Let $f: [a, b] \to \Bbb R$ be a convex continuous function such that $f(a) < 0 < f (b)$. Prove that there is only one point $c \in (a, b)$ such that $f(c) = 0$.
TIP: The resolution to be made is similar to the Bolzano theorem used for the demonstration of the Intermediate Value Theorem. However, the idea is to use derivatives to solve this.
Preface: There's at least one such point by the Intermediate Value Theorem. And depending how you define "convexity", it usually implies that your function is at least twice differentiable.
Now suppose there are two values $c_1, c_2 \in (a, b)$ which meet your conditions. In other words, $f(c_1) = f(c_2) = 0$. The order is arbitrary, so define $c_1 < c_2$.
Since $c_1 > a$ and $f(c_1) > f(a)$, $\frac{f(c_1)-f(a)}{c_1 -a} > 0$. So by the Mean Value Theorem, there exists a point $x \in (a, c_1)$ such that $f'(x) > 0$.

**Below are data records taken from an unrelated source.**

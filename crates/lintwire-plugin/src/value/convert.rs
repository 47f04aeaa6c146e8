//! Type-level coercion of dynamic values.
//!
//! | value \ shape | string | number | bool | list(e) | map(e) |
//! |---|---|---|---|---|---|
//! | null, unknown | kept | kept | kept | kept | kept |
//! | string | kept | parsed | `"true"`/`"false"` | - | - |
//! | number | decimal text | kept | - | - | - |
//! | bool | `"true"`/`"false"` | - | kept | - | - |
//! | list | - | - | - | each element to `e` | - |
//! | map | - | - | - | - | each value to `e` |
//!
//! Every `-` cell is a [`ConversionError`]. Null and unknown survive
//! conversion unchanged; whether they are acceptable is decided at decode.

use std::collections::BTreeMap;
use std::fmt;
use std::num::FpCategory;

use super::{DynamicValue, Number, PathStep, TypeShape, render_path};

/// A value could not be coerced to the requested shape.
#[derive(Debug, Clone, PartialEq, Eq)]
pub struct ConversionError {
    path: String,
    message: String,
}

impl ConversionError {
    fn at(path: &[PathStep], message: impl Into<String>) -> Self {
        Self {
            path: render_path(path),
            message: message.into(),
        }
    }

    fn required(path: &[PathStep], shape: &TypeShape, found: &DynamicValue) -> Self {
        Self::at(path, format!("{shape} required, found {}", found.kind()))
    }

    /// Location of the offending element, empty at the top level.
    #[must_use]
    pub const fn path(&self) -> &str {
        self.path.as_str()
    }

    /// Description of the mismatch.
    #[must_use]
    pub const fn message(&self) -> &str {
        self.message.as_str()
    }
}

impl fmt::Display for ConversionError {
    fn fmt(&self, f: &mut fmt::Formatter<'_>) -> fmt::Result {
        if self.path.is_empty() {
            f.write_str(&self.message)
        } else {
            write!(f, "{}: {}", self.path, self.message)
        }
    }
}

impl std::error::Error for ConversionError {}

/// Coerces `value` to `shape`.
///
/// # Errors
///
/// Returns a [`ConversionError`] naming the first element, in value order,
/// that cannot be coerced.
///
/// # Example
///
/// ```
/// use lintwire_plugin::value::{DynamicValue, TypeShape, convert};
///
/// let converted = convert(DynamicValue::from("42"), &TypeShape::Number).expect("numeric");
/// assert_eq!(converted, DynamicValue::from(42_i64));
/// ```
pub fn convert(value: DynamicValue, shape: &TypeShape) -> Result<DynamicValue, ConversionError> {
    convert_at(value, shape, &mut Vec::new())
}

fn convert_at(
    value: DynamicValue,
    shape: &TypeShape,
    path: &mut Vec<PathStep>,
) -> Result<DynamicValue, ConversionError> {
    match (value, shape) {
        (kept @ (DynamicValue::Null | DynamicValue::Unknown), _)
        | (kept @ DynamicValue::String(_), TypeShape::String)
        | (kept @ DynamicValue::Number(_), TypeShape::Number)
        | (kept @ DynamicValue::Bool(_), TypeShape::Bool) => Ok(kept),
        (DynamicValue::Number(number), TypeShape::String) => {
            Ok(DynamicValue::String(render_number(&number)))
        }
        (DynamicValue::Bool(flag), TypeShape::String) => Ok(DynamicValue::String(flag.to_string())),
        (DynamicValue::String(text), TypeShape::Number) => parse_number(&text)
            .map(DynamicValue::Number)
            .ok_or_else(|| ConversionError::at(path, format!("a number is required, found {text:?}"))),
        (DynamicValue::String(text), TypeShape::Bool) => match text.as_str() {
            "true" => Ok(DynamicValue::Bool(true)),
            "false" => Ok(DynamicValue::Bool(false)),
            _ => Err(ConversionError::at(
                path,
                format!("a bool is required, found {text:?}"),
            )),
        },
        (DynamicValue::List(items), TypeShape::List(element)) => {
            convert_list(items, element, path).map(DynamicValue::List)
        }
        (DynamicValue::Map(entries), TypeShape::Map(element)) => {
            convert_map(entries, element, path).map(DynamicValue::Map)
        }
        (found, wanted) => Err(ConversionError::required(path, wanted, &found)),
    }
}

fn convert_list(
    items: Vec<DynamicValue>,
    element: &TypeShape,
    path: &mut Vec<PathStep>,
) -> Result<Vec<DynamicValue>, ConversionError> {
    let mut converted = Vec::with_capacity(items.len());
    for (index, item) in items.into_iter().enumerate() {
        path.push(PathStep::Index(index));
        let result = convert_at(item, element, path);
        path.pop();
        converted.push(result?);
    }
    Ok(converted)
}

fn convert_map(
    entries: BTreeMap<String, DynamicValue>,
    element: &TypeShape,
    path: &mut Vec<PathStep>,
) -> Result<BTreeMap<String, DynamicValue>, ConversionError> {
    let mut converted = BTreeMap::new();
    for (key, item) in entries {
        path.push(PathStep::Key(key.clone()));
        let result = convert_at(item, element, path);
        path.pop();
        converted.insert(key, result?);
    }
    Ok(converted)
}

/// Renders a number as decimal text. Whole floats drop the trailing `.0`.
fn render_number(number: &Number) -> String {
    match number.as_f64() {
        Some(float)
            if number.is_f64()
                && float.is_finite()
                && float.fract().classify() == FpCategory::Zero =>
        {
            format!("{float:.0}")
        }
        _ => number.to_string(),
    }
}

fn parse_number(text: &str) -> Option<Number> {
    text.parse::<Number>().ok()
}
//! Line-delimited JSON-RPC over a byte stream.
//!
//! Each message is one JSON object terminated by `\n`. Blank lines between
//! messages are ignored.

use std::io::{self, BufRead, BufReader, Read, Write};
use std::net::TcpStream;
#[cfg(unix)]
use std::os::unix::net::UnixStream;

use lintwire_config::SocketEndpoint;
use serde_json::Value;
use tracing::debug;

use super::jsonrpc::{JsonRpcRequest, JsonRpcResponse};
use super::{Connection, TRANSPORT_TARGET};
use crate::error::TransportError;

/// A JSON-RPC connection over a reader and writer pair.
pub struct StreamTransport<R, W> {
    reader: BufReader<R>,
    writer: W,
    next_id: i64,
}

impl<R: Read, W: Write> StreamTransport<R, W> {
    /// Creates a transport reading responses from `reader` and writing
    /// requests to `writer`.
    #[must_use]
    pub fn new(reader: R, writer: W) -> Self {
        Self {
            reader: BufReader::new(reader),
            writer,
            next_id: 1,
        }
    }

    /// Consumes the transport, returning the writer.
    #[must_use]
    pub fn into_writer(self) -> W {
        self.writer
    }

    const fn allocate_id(&mut self) -> i64 {
        let id = self.next_id;
        self.next_id = self.next_id.wrapping_add(1);
        id
    }

    fn send(&mut self, method: &str, id: i64, params: Value) -> Result<(), TransportError> {
        let request = JsonRpcRequest::with_id(id, method, params);
        let line =
            serde_json::to_string(&request).map_err(|err| TransportError::codec(method, err))?;
        self.writer.write_all(line.as_bytes())?;
        self.writer.write_all(b"\n")?;
        self.writer.flush()?;
        Ok(())
    }

    fn receive(&mut self, method: &str) -> Result<JsonRpcResponse, TransportError> {
        let mut line = String::new();
        loop {
            line.clear();
            let bytes_read = self.reader.read_line(&mut line)?;
            if bytes_read == 0 {
                return Err(TransportError::ConnectionClosed {
                    method: method.to_owned(),
                });
            }
            if !line.trim().is_empty() {
                break;
            }
        }
        serde_json::from_str(line.trim_end()).map_err(|err| TransportError::codec(method, err))
    }
}

impl StreamTransport<HostStream, HostStream> {
    /// Connects to the host listening on `endpoint`.
    ///
    /// # Errors
    ///
    /// Returns [`TransportError::Io`] when the socket cannot be opened.
    pub fn connect(endpoint: &SocketEndpoint) -> Result<Self, TransportError> {
        let stream = HostStream::connect(endpoint)?;
        let writer = stream.try_clone()?;
        debug!(target: TRANSPORT_TARGET, %endpoint, "connected to host");
        Ok(Self::new(stream, writer))
    }
}

impl<R: Read, W: Write> Connection for StreamTransport<R, W> {
    fn round_trip(&mut self, method: &str, params: Value) -> Result<Value, TransportError> {
        let id = self.allocate_id();
        debug!(target: TRANSPORT_TARGET, method, id, "sending request");
        self.send(method, id, params)?;

        let response = self.receive(method)?;
        if response.id != Some(id) {
            return Err(TransportError::UnexpectedResponse {
                expected: id,
                actual: response.id,
            });
        }
        if let Some(error) = response.error {
            return Err(TransportError::Remote {
                method: method.to_owned(),
                code: error.code,
                message: error.message,
                data: error.data,
            });
        }
        Ok(response.result.unwrap_or(Value::Null))
    }
}

/// A socket connected to the host.
#[derive(Debug)]
pub enum HostStream {
    /// Unix domain socket.
    #[cfg(unix)]
    Unix(UnixStream),
    /// TCP socket.
    Tcp(TcpStream),
}

impl HostStream {
    /// Opens a socket to `endpoint`.
    ///
    /// # Errors
    ///
    /// Returns the I/O error raised while connecting. Unix endpoints are
    /// rejected on platforms without Unix domain sockets.
    pub fn connect(endpoint: &SocketEndpoint) -> io::Result<Self> {
        match endpoint {
            #[cfg(unix)]
            SocketEndpoint::Unix { path } => UnixStream::connect(path.as_std_path()).map(Self::Unix),
            #[cfg(not(unix))]
            SocketEndpoint::Unix { .. } => Err(io::Error::new(
                io::ErrorKind::Unsupported,
                "unix domain sockets are not supported on this platform",
            )),
            SocketEndpoint::Tcp { host, port } => {
                TcpStream::connect((host.as_str(), *port)).map(Self::Tcp)
            }
        }
    }

    /// Clones the underlying socket handle.
    ///
    /// # Errors
    ///
    /// Returns the I/O error raised by the operating system.
    pub fn try_clone(&self) -> io::Result<Self> {
        match self {
            #[cfg(unix)]
            Self::Unix(stream) => stream.try_clone().map(Self::Unix),
            Self::Tcp(stream) => stream.try_clone().map(Self::Tcp),
        }
    }
}

impl Read for HostStream {
    fn read(&mut self, buf: &mut [u8]) -> io::Result<usize> {
        match self {
            #[cfg(unix)]
            Self::Unix(stream) => stream.read(buf),
            Self::Tcp(stream) => stream.read(buf),
        }
    }
}

impl Write for HostStream {
    fn write(&mut self, buf: &[u8]) -> io::Result<usize> {
        match self {
            #[cfg(unix)]
            Self::Unix(stream) => stream.write(buf),
            Self::Tcp(stream) => stream.write(buf),
        }
    }

    fn flush(&mut self) -> io::Result<()> {
        match self {
            #[cfg(unix)]
            Self::Unix(stream) => stream.flush(),
            Self::Tcp(stream) => stream.flush(),
        }
    }
}
//! Explicit list of the kernels a pipeline runs.

/// Name and launch shape of one kernel.
#[derive(Clone, Copy, Debug, PartialEq, Eq)]
pub struct KernelInfo {
    /// Kernel name, unique within a registry.
    pub name: &'static str,
    /// Lanes per group.
    pub group_size: usize,
}

/// Kernels registered by the stages of a pipeline.
///
/// Stages register their kernels when they are constructed, so the registry
/// reflects exactly the stages that were built. Registering the same name
/// twice keeps the first entry.
#[derive(Clone, Debug, Default)]
pub struct KernelRegistry {
    kernels: Vec<KernelInfo>,
}

impl KernelRegistry {
    /// Creates an empty registry.
    #[must_use]
    pub fn new() -> Self {
        Self::default()
    }

    /// Registers a kernel. Returns false if the name was already taken.
    pub fn register(&mut self, name: &'static str, group_size: usize) -> bool {
        if self.get(name).is_some() {
            return false;
        }
        self.kernels.push(KernelInfo { name, group_size });
        true
    }

    /// Looks up a kernel by name.
    #[must_use]
    pub fn get(&self, name: &str) -> Option<&KernelInfo> {
        self.kernels.iter().find(|kernel| kernel.name == name)
    }

    /// Kernels in registration order.
    pub fn iter(&self) -> impl Iterator<Item = &KernelInfo> {
        self.kernels.iter()
    }

    /// Number of registered kernels.
    #[must_use]
    pub fn len(&self) -> usize {
        self.kernels.len()
    }

    /// Returns true if nothing is registered.
    #[must_use]
    pub fn is_empty(&self) -> bool {
        self.kernels.is_empty()
    }
}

Since $c_2 > c_1$ and $f(c_2) = f(c_1)$, $\frac{f(c_2)-f(c_1)}{c_2 - c_1} = 0$. So by the Mean Value Theorem, there exists a value $y \in (c_1, c_2)$ such that $f'(y) = 0$.
Since $b > c_2$ and $f(b) > f(c_2)$, $\frac{f(b)-f(c_2)}{b-c_2} > 0$. So by the Mean Value Theorem, there exists a value $z \in (c_2, b)$ such that $f'(z) > 0$.
This means that $f'$ has decreased between $x$ and $y$, but increased between $y$ and $z$. Thus the concavity of $f$ is not consistent. Since we assumed $f$ was convex, this is a contradiction.
So there can be only one such point. QED